Exercise details:
Reproduce exactly the lines below, from the first through the one containing "trades places with", and nothing more.

Saved data entries
------------
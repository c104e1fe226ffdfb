//! DELETE operations for DafTree.
//!
//! Removal has three shapes:
//!
//! - the node has a duplicate successor: the successor is promoted into the
//!   node's slot and adopts its left and right subtrees;
//! - the node has two BST children and no successor: it trades places with
//!   its in-order successor (whole node identities, not values) and is then
//!   removed from the successor's old position;
//! - otherwise its single child (or nothing) takes its slot.
//!
//! Swapping identities rather than values keeps every `NodeId` bound to the
//! entry it was allocated for.

use tracing::{debug, trace};

use crate::types::{DafNode, DafTree, Link, NodeId, NULL_NODE};

impl<K: Ord, V: PartialEq> DafTree<K, V> {
    /// Remove the exact (key, value) pair.
    ///
    /// Returns `false` if the pair is not stored.
    ///
    /// # Examples
    ///
    /// ```
    /// use dafindex::DafTree;
    ///
    /// let mut tree = DafTree::new();
    /// tree.insert(1, 'a');
    /// tree.insert(1, 'b');
    /// assert!(tree.remove(&1, &'a'));
    /// assert!(!tree.remove(&1, &'a'));
    /// assert_eq!(tree.get_all(&1).collect::<Vec<_>>(), [&'b']);
    /// ```
    pub fn remove(&mut self, key: &K, value: &V) -> bool {
        self.take(key, value).is_some()
    }

    /// Remove the exact pair and hand back the stored key and value.
    pub fn take(&mut self, key: &K, value: &V) -> Option<(K, V)> {
        let target = self.find_node(key, value);
        self.detach_node(target).map(|node| (node.key, node.value))
    }
}

impl<K: Ord, V> DafTree<K, V> {
    /// Remove every entry stored under `key`.
    ///
    /// Returns `false` if the key is absent.
    pub fn remove_all(&mut self, key: &K) -> bool {
        let head = self.find_head(key);
        if head == NULL_NODE {
            return false;
        }

        let mut current = head;
        let mut removed = 0usize;
        while current != NULL_NODE {
            let next = self.arena[current].dup;
            self.detach_node(current);
            removed += 1;
            current = next;
        }
        debug!(removed, "removed key chain");
        true
    }

    /// Remove every entry stored under `key`, returning the values in
    /// insertion order.
    pub fn take_all(&mut self, key: &K) -> Vec<V> {
        let mut values = Vec::new();
        let mut current = self.find_head(key);
        while current != NULL_NODE {
            let next = self.arena[current].dup;
            if let Some(node) = self.detach_node(current) {
                values.push(node.value);
            }
            current = next;
        }
        values
    }
}

impl<K, V> DafTree<K, V> {
    /// Drop every entry.
    pub fn clear(&mut self) {
        self.arena.clear();
        self.root = NULL_NODE;
        self.len = 0;
        self.unique_keys = 0;
    }

    /// Unlink `target` from the tree, update the counters and free its slot.
    fn detach_node(&mut self, target: NodeId) -> Option<DafNode<K, V>> {
        let node = self.arena.get(target)?;
        // Only the last representative of a key takes the key with it.
        if node.dup == NULL_NODE && node.link != Link::Duplicate {
            self.unique_keys -= 1;
        }
        self.unlink(target);
        self.len -= 1;
        self.arena.deallocate(target)
    }

    fn unlink(&mut self, target: NodeId) {
        let node = &self.arena[target];
        let (left, right, dup) = (node.left, node.right, node.dup);

        if dup != NULL_NODE {
            // Chain members own no subtrees, so the successor's slots are free.
            let successor = &mut self.arena[dup];
            successor.left = left;
            successor.right = right;
            self.reparent(left, dup);
            self.reparent(right, dup);
            self.replace_in_parent(target, dup);
        } else if left != NULL_NODE && right != NULL_NODE {
            let successor = self.leftmost(right);
            trace!(node = target, successor, "swapping node with in-order successor");
            self.swap_positions(target, successor);
            // The successor had no left child, so neither does target now.
            self.unlink(target);
        } else {
            let child = if left != NULL_NODE { left } else { right };
            self.replace_in_parent(target, child);
        }
    }

    /// Put `new` (possibly NULL_NODE) into the slot `old` hangs from.
    fn replace_in_parent(&mut self, old: NodeId, new: NodeId) {
        let (parent, link) = {
            let node = &self.arena[old];
            (node.parent, node.link)
        };
        self.set_child(parent, link, new);
        if new != NULL_NODE {
            let node = &mut self.arena[new];
            node.parent = parent;
            node.link = link;
        }
    }

    fn reparent(&mut self, child: NodeId, parent: NodeId) {
        if child != NULL_NODE {
            self.arena[child].parent = parent;
        }
    }

    /// Exchange the BST positions of `a` and `b`.
    ///
    /// Parent links, tags and left/right children trade places; each node keeps
    /// its own duplicate chain. Handles `a` and `b` being parent and child.
    pub(crate) fn swap_positions(&mut self, a: NodeId, b: NodeId) {
        if a == b {
            return;
        }
        let swap = |id: NodeId| {
            if id == a {
                b
            } else if id == b {
                a
            } else {
                id
            }
        };

        let (a_parent, a_link, a_left, a_right) = self.position_of(a);
        let (b_parent, b_link, b_left, b_right) = self.position_of(b);

        {
            let node = &mut self.arena[a];
            node.parent = swap(b_parent);
            node.link = b_link;
            node.left = swap(b_left);
            node.right = swap(b_right);
        }
        {
            let node = &mut self.arena[b];
            node.parent = swap(a_parent);
            node.link = a_link;
            node.left = swap(a_left);
            node.right = swap(a_right);
        }

        // Fix the neighbours; links between a and b were handled by `swap`.
        for (id, other) in [(a, b), (b, a)] {
            let (parent, link, left, right) = self.position_of(id);
            if parent != other {
                self.set_child(parent, link, id);
            }
            for child in [left, right] {
                if child != other {
                    self.reparent(child, id);
                }
            }
        }
    }

    fn position_of(&self, id: NodeId) -> (NodeId, Link, NodeId, NodeId) {
        let node = &self.arena[id];
        (node.parent, node.link, node.left, node.right)
    }
}

#[cfg(test)]
mod tests {
    use super::*;

    fn tree_of(pairs: &[(i32, i32)]) -> DafTree<i32, i32> {
        let mut tree = DafTree::new();
        for &(key, value) in pairs {
            tree.insert(key, value);
        }
        tree
    }

    fn pairs(tree: &DafTree<i32, i32>) -> Vec<(i32, i32)> {
        tree.iter().map(|(k, v)| (*k, *v)).collect()
    }

    #[test]
    fn test_remove_missing_pair() {
        let mut tree = tree_of(&[(1, 1), (2, 1)]);
        assert!(!tree.remove(&1, &2));
        assert!(!tree.remove(&3, &1));
        assert_eq!(tree.len(), 2);
    }

    #[test]
    fn test_remove_leaf() {
        let mut tree = tree_of(&[(2, 0), (1, 0), (3, 0)]);
        assert!(tree.remove(&1, &0));
        assert_eq!(pairs(&tree), vec![(2, 0), (3, 0)]);
        assert_eq!(tree.unique_keys(), 2);
        tree.check_invariants_detailed().unwrap();
    }

    #[test]
    fn test_remove_only_node() {
        let mut tree = tree_of(&[(1, 0)]);
        assert!(tree.remove(&1, &0));
        assert!(tree.is_empty());
        assert_eq!(tree.root, NULL_NODE);
        assert_eq!(tree.unique_keys(), 0);
    }

    #[test]
    fn test_remove_chain_head_promotes_successor() {
        let mut tree = tree_of(&[(5, 1), (3, 1), (8, 1), (5, 2), (5, 3)]);
        let old_root = tree.root;
        assert!(tree.remove(&5, &1));

        let root = &tree.arena[tree.root];
        assert_ne!(tree.root, old_root);
        assert_eq!((root.key, root.value), (5, 2));
        assert_eq!(root.link, Link::Root);
        assert_eq!(tree.arena[root.left].parent, tree.root);
        assert_eq!(tree.arena[root.right].parent, tree.root);
        assert_eq!(tree.unique_keys(), 3);
        assert_eq!(tree.get_all(&5).copied().collect::<Vec<_>>(), vec![2, 3]);
        tree.check_invariants_detailed().unwrap();
    }

    #[test]
    fn test_remove_middle_of_chain() {
        let mut tree = tree_of(&[(5, 1), (5, 2), (5, 3)]);
        assert!(tree.remove(&5, &2));
        assert_eq!(tree.get_all(&5).copied().collect::<Vec<_>>(), vec![1, 3]);
        assert_eq!(tree.unique_keys(), 1);
        tree.check_invariants_detailed().unwrap();
    }

    #[test]
    fn test_remove_tail_of_chain() {
        let mut tree = tree_of(&[(5, 1), (5, 2)]);
        assert!(tree.remove(&5, &2));
        assert_eq!(tree.arena[tree.root].dup, NULL_NODE);
        assert_eq!(tree.unique_keys(), 1);
        tree.check_invariants_detailed().unwrap();
    }

    #[test]
    fn test_remove_two_children_adjacent_successor() {
        // 8 is the right child of 5 and has no left subtree.
        let mut tree = tree_of(&[(5, 0), (3, 0), (8, 0), (9, 0)]);
        let successor = tree.arena[tree.root].right;
        assert!(tree.remove(&5, &0));

        assert_eq!(tree.root, successor);
        assert_eq!(pairs(&tree), vec![(3, 0), (8, 0), (9, 0)]);
        tree.check_invariants_detailed().unwrap();
    }

    #[test]
    fn test_remove_two_children_deep_successor() {
        let mut tree = tree_of(&[(10, 0), (5, 0), (20, 0), (15, 0), (25, 0), (12, 0), (13, 0)]);
        assert!(tree.remove(&10, &0));

        assert_eq!(tree.arena[tree.root].key, 12);
        assert_eq!(
            pairs(&tree),
            vec![(5, 0), (12, 0), (13, 0), (15, 0), (20, 0), (25, 0)]
        );
        tree.check_invariants_detailed().unwrap();
    }

    #[test]
    fn test_successor_keeps_its_chain() {
        let mut tree = tree_of(&[(10, 0), (5, 0), (20, 0), (15, 0), (15, 1), (15, 2)]);
        let successor = tree.find_head(&15);
        assert!(tree.remove(&10, &0));

        assert_eq!(tree.root, successor);
        assert_eq!(tree.get_all(&15).copied().collect::<Vec<_>>(), vec![0, 1, 2]);
        assert_eq!(tree.unique_keys(), 3);
        tree.check_invariants_detailed().unwrap();
    }

    #[test]
    fn test_node_ids_follow_their_entries() {
        let mut tree = tree_of(&[(10, 0), (5, 0), (20, 0), (15, 0)]);
        let id_15 = tree.find_head(&15);
        let id_20 = tree.find_head(&20);
        tree.remove(&10, &0);

        assert_eq!(tree.arena[id_15].key, 15);
        assert_eq!(tree.arena[id_20].key, 20);
        assert_eq!(tree.arena[id_20].parent, id_15);
    }

    #[test]
    fn test_remove_all() {
        let mut tree = tree_of(&[(3, 1), (1, 1), (1, 2), (1, 3), (4, 1), (2, 1)]);
        assert!(tree.remove_all(&1));
        assert!(!tree.remove_all(&1));
        assert!(!tree.lookup_any(&1));
        assert_eq!(tree.len(), 3);
        assert_eq!(tree.unique_keys(), 3);
        assert_eq!(tree.arena.len(), 3);
        tree.check_invariants_detailed().unwrap();
    }

    #[test]
    fn test_take_all_returns_values_in_order() {
        let mut tree = tree_of(&[(3, 1), (3, 2), (3, 3), (1, 1)]);
        assert_eq!(tree.take_all(&3), vec![1, 2, 3]);
        assert_eq!(tree.take_all(&3), Vec::<i32>::new());
        assert_eq!(pairs(&tree), vec![(1, 1)]);
    }

    #[test]
    fn test_take_returns_owned_pair() {
        let mut tree = DafTree::new();
        tree.insert("k".to_string(), vec![1, 2]);
        assert_eq!(
            tree.take(&"k".to_string(), &vec![1, 2]),
            Some(("k".to_string(), vec![1, 2]))
        );
        assert!(tree.is_empty());
    }

    #[test]
    fn test_clear() {
        let mut tree = tree_of(&[(1, 1), (2, 2)]);
        tree.clear();
        assert!(tree.is_empty());
        assert_eq!(tree.unique_keys(), 0);
        assert_eq!(tree.iter().count(), 0);
        assert!(tree.insert(1, 1));
    }
}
------------
Answer to the problem:
repository c104e1fe226ffdfb
//! DELETE operations for DafTree.
//!
//! Removal has three shapes:
//!
//! - the node has a duplicate successor: the successor is promoted into the
//!   node's slot and adopts its left and right subtrees;
//! - the node has two BST children and no successor: it trades places with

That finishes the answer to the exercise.